Rating:  Summary: VERY DATED MATERIAL Review: As someone actively in treatment with a diagnosis of borderline personality disorder and who spent two years as an inpatient during the late1980's at Mclean Hospital, I found Kayson's book to be verging on dangerous. Her experience is dated enough to no longer be accurate, and while it is written as a personal memoir, clearly from the comments here, people are being given a (perhaps unintentional) false exposé on the hospital, and more importantly on the diagnosis. Recently there has been a lot of advancement in reasearch in the field, and treatments have become more hopeful.
Rating:  Summary: This book is for every teenage girl to read... Review: This book is absolutly awesome. I read it in 9th grade for my English class. It tells the story of and teenage girl who is put into a mental hospital after only one session with a therapist. Throughout the book, the girl grows and matures much like any teenage girl does, but the setting is a little bit different. But what the girls goes through and what she thinks is exactly what I go through and think. This book was so powerful, it almost had me convinced that I had a "borderline personality." As I said earlier, this book is a must for any teenage girl wanting to understand her own thoughts and to basically find herself, because it sure helped me.
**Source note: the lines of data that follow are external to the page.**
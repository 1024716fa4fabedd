//! Game balance simulator CLI.
//!
//! Run Monte Carlo simulations to analyze game balance.
//!
//! Usage:
//!   cargo run --bin simulate -- [OPTIONS]
//!
//! Examples:
//!   cargo run --bin simulate                       # Default: 1000 runs
//!   cargo run --bin simulate -- -n 100 --accuracy 0.7
//!   cargo run --bin simulate -- --seed 42         # Reproducible run

use math_legends::core::GameConfig;
use math_legends::simulator::{run_simulation, SimConfig};
use std::env;
use std::path::Path;

fn main() {
    let args: Vec<String> = env::args().collect();
    let config = parse_args(&args);

    println!("╔═══════════════════════════════════════════════════════════════╗");
    println!("║              MATH LEGENDS BALANCE SIMULATOR                   ║");
    println!("╚═══════════════════════════════════════════════════════════════╝");
    println!();
    println!("Configuration:");
    println!("  Runs:           {}", config.num_runs);
    println!("  Accuracy:       {:.0}%", config.accuracy * 100.0);
    println!("  Starting Level: {}", config.starting_level);
    println!("  Max Turns:      {}", config.max_turns_per_run);
    println!("  Monster HP/Lvl: {}", config.game.monster_hp_per_level);
    if let Some(seed) = config.seed {
        println!("  Seed:           {}", seed);
    }
    println!();
    println!("Running simulation...");
    println!();

    let report = run_simulation(&config);

    println!("{}", report.to_text());

    if args.iter().any(|a| a == "--json") {
        let json = report.to_json();
        let filename = format!(
            "sim_report_{}.json",
            chrono::Utc::now().format("%Y%m%d_%H%M%S")
        );
        match std::fs::write(&filename, json) {
            Ok(()) => println!("JSON report saved to: {}", filename),
            Err(e) => eprintln!("Failed to write JSON report: {}", e),
        }
    }
}

fn parse_args(args: &[String]) -> SimConfig {
    let mut config = SimConfig::default();

    let mut i = 1;
    while i < args.len() {
        match args[i].as_str() {
            "-n" | "--runs" => {
                if i + 1 < args.len() {
                    config.num_runs = args[i + 1].parse().unwrap_or(1000);
                    i += 1;
                }
            }
            "-s" | "--seed" => {
                if i + 1 < args.len() {
                    config.seed = args[i + 1].parse().ok();
                    i += 1;
                }
            }
            "-a" | "--accuracy" => {
                if i + 1 < args.len() {
                    if let Ok(accuracy) = args[i + 1].parse::<f64>() {
                        config.accuracy = accuracy.clamp(0.0, 1.0);
                    }
                    i += 1;
                }
            }
            "-t" | "--max-turns" => {
                if i + 1 < args.len() {
                    config.max_turns_per_run = args[i + 1].parse().unwrap_or(2_000);
                    i += 1;
                }
            }
            "-l" | "--level" => {
                if i + 1 < args.len() {
                    config.starting_level = args[i + 1].parse::<u32>().unwrap_or(1).max(1);
                    i += 1;
                }
            }
            "-c" | "--config" => {
                if i + 1 < args.len() {
                    match GameConfig::load(Path::new(&args[i + 1])) {
                        Ok(game) => config.game = game,
                        Err(e) => {
                            eprintln!("Error: {}", e);
                            std::process::exit(1);
                        }
                    }
                    i += 1;
                }
            }
            "--gentle" => {
                config.game = GameConfig::gentle();
            }
            "--struggling" => {
                config.accuracy = SimConfig::struggling_student().accuracy;
            }
            "-v" | "--verbose" => {
                config.verbosity = 2;
            }
            "-h" | "--help" => {
                print_help();
                std::process::exit(0);
            }
            "--quick" => {
                config = SimConfig {
                    game: config.game,
                    seed: config.seed,
                    ..SimConfig::quick()
                };
            }
            _ => {}
        }
        i += 1;
    }

    config
}

fn print_help() {
    println!("Math Legends Balance Simulator");
    println!();
    println!("USAGE:");
    println!("    cargo run --bin simulate -- [OPTIONS]");
    println!();
    println!("OPTIONS:");
    println!("    -n, --runs <N>        Number of simulation runs (default: 1000)");
    println!("    -s, --seed <S>        Random seed for reproducibility");
    println!("    -a, --accuracy <P>    Chance of a correct answer, 0-1 (default: 0.85)");
    println!("    -t, --max-turns <T>   Max answers per run (default: 2,000)");
    println!("    -l, --level <L>       Starting hero level (default: 1)");
    println!("    -c, --config <PATH>   Load game rules from a JSON file");
    println!("    --gentle              Use the gentle rule set");
    println!("    --struggling          Player misses one answer in three");
    println!("    -v, --verbose         Verbose output");
    println!("    --json                Save JSON report");
    println!("    --quick               Quick test (100 runs, 500 turns)");
    println!("    -h, --help            Show this help");
    println!();
    println!("EXAMPLES:");
    println!("    cargo run --bin simulate                       # Default run");
    println!("    cargo run --bin simulate -- -n 100 -a 0.7     # Weaker player");
    println!("    cargo run --bin simulate -- --seed 42         # Reproducible");
    println!("    cargo run --bin simulate -- --quick --gentle  # Quick check of gentle rules");
}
Rating:  Summary: Great book Review: i read this for a biography in my 8th grade class. i luved it. it was really good. she wasent afraid to say anything but the truth and is a really good book for people my age, helps you understand sertant thing's you would'nt know inless you read this book! ta ta
Rating:  Summary: Deeply moving and interesting-cover to cover!!! Review: A young teenager feels she is going mad and checks herself into a "clinic". There she meets her true friends and learns what it is like to be compassionate person. Girl, Interupted is developing classic of the new age.
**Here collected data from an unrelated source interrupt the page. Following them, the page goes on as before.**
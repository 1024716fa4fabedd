use rand::Rng;
use uuid::Builder;

/// Fresh opaque id for monsters and items.
///
/// Built from the injected RNG rather than the OS so seeded games stay
/// reproducible.
pub fn fresh_id(rng: &mut impl Rng) -> String {
    let bytes: [u8; 16] = rng.gen();
    Builder::from_random_bytes(bytes)
        .into_uuid()
        .simple()
        .to_string()
}
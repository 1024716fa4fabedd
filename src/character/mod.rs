//! The hero: stats, leveling and coins.

pub mod coins;
pub mod player;

pub use coins::Coins;
pub use player::{is_name_char, max_hp_for_level, validate_name, Player, NAME_CHARSET_HINT};
use super::types::Item;
use serde::{Deserialize, Serialize};

/// The hero's bag. Stackable items with the same name, type and rarity share
/// one entry.
#[derive(Debug, Clone, Default, PartialEq, Serialize, Deserialize)]
pub struct Inventory {
    items: Vec<Item>,
}

impl Inventory {
    pub fn new() -> Self {
        Self::default()
    }

    pub fn items(&self) -> &[Item] {
        &self.items
    }

    pub fn len(&self) -> usize {
        self.items.len()
    }

    pub fn is_empty(&self) -> bool {
        self.items.is_empty()
    }

    pub fn get(&self, id: &str) -> Option<&Item> {
        self.items.iter().find(|item| item.id == id)
    }

    /// Adds an item, merging its quantity into a matching stack if one exists.
    pub fn add(&mut self, item: Item) {
        if item.stackable {
            if let Some(existing) = self.items.iter_mut().find(|i| i.stacks_with(&item)) {
                existing.quantity = Some(existing.count() + item.count());
                return;
            }
        }
        self.items.push(item);
    }

    /// Removes the whole entry. Returns it if it was present.
    pub fn remove(&mut self, id: &str) -> Option<Item> {
        let index = self.items.iter().position(|item| item.id == id)?;
        Some(self.items.remove(index))
    }

    /// Takes one unit of an entry. Returns a copy of the item as it was.
    pub fn take_one(&mut self, id: &str) -> Option<Item> {
        let index = self.items.iter().position(|item| item.id == id)?;
        let item = self.items[index].clone();
        if item.stackable && item.count() > 1 {
            self.items[index].quantity = Some(item.count() - 1);
        } else {
            self.items.remove(index);
        }
        Some(item)
    }

    pub fn clear(&mut self) {
        self.items.clear();
    }
}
Rating:  Summary: AWESOME! Review: This book was great. It almost made me believe that I suffered from borderline personalitly.
Rating:  Summary: An interesting, vividly described story... Review: ...detailing the years that the author spent in a mental institution. She gives a very moving portrayal of not only her own struggles and experiences but also those of the other patients and staff. This is a great book to read if you ever have days when you feel a little off. Actually, it's great to read anytime. I hope that the movie with Winona Ryder and Angelina Jolie stays true to the spirit and details of the book, as to change them would be a great disservice to the author.
Rating:  Summary: A journey of the emotions, not of the intellect Review: One of the previous reviews said, "differentiate between shallow-reader and shallow-writing." This is exactly the case. Ms. Kaysen's book put a lot of things into perspective and even put into words many of the same thoughts I've had but couldn't express. How does one express that everything within is moving at such a slow pace that it can actually be sensed on a cellular level? Ms. Kaysen did that. Some emotions even intellect cannot properly convey. Yet Ms. Kaysen managed to do it. One criticism that I read said that it wasn't very informative about borderline personality disorder. It wasn't supposed to be. It's her story. She didn't know much about borderline personality disorder when she was diagnosed with it. Immature writing? A teenager's book? It was written from memories of being 18. It couldn't work written as Oscar Wilde's The Picture of Dorian Gray or Emily Bronte's Wuthering Heights. It has a style all its own. A style that is simplistic on the surface, but complex and diverse underneath the skin of it. It connects on a level deeper than literary merit, and that is what draws people into it. If it's read it as one would read a classic, delving into the literary conventions of it, then it will probably be disappointing. But if it's read it with one's emotions, it'll be one to cherish forever. I found it to be an amazing book... when I wasn't laughing, I was crying because I found a part of myself in it. My sincere gratitude to Ms. Kaysen for her work and for sharing it with her readers.
Rating:  Summary: A shallow find for mature readers.... Review: This is a memoir about a young woman who suffers from a bipolar illness. Ms. Kaysen's writing style and presentation are too cutesy, prepackaged and neat. One gets the impression that she tries too hard to impress and to hold the reader's interest with her heavy use of visual analogy and flippant humor - which could certainly make it entertaining enough for young adult readers. However, it is a shallow find for those who might have the thirst for subtlety and a more complex, subdued hue. The book reads very smoothly and that's about it.
Rating:  Summary: I tried to like this book but... Review: Ms. Kaysen is annoying! I kept trying to like this memoir and empathize with Ms.Kaysen, but I found her to be self-involved and kind of irritating. Sorry. If you want to read an excellent memoir, try Lori Schiller's "The Quiet Room".
Rating:  Summary: the truest book i've ever read. Review: susanna gave an extremely accurate account a mental hospital stay... i was shocked to realize that things haven't changed since susanna's stay *years* ago. susanna has razor sharp wit and the same dry sense of humour that i do, so it was easy to become obsessed with this book. i've read it 4 times now.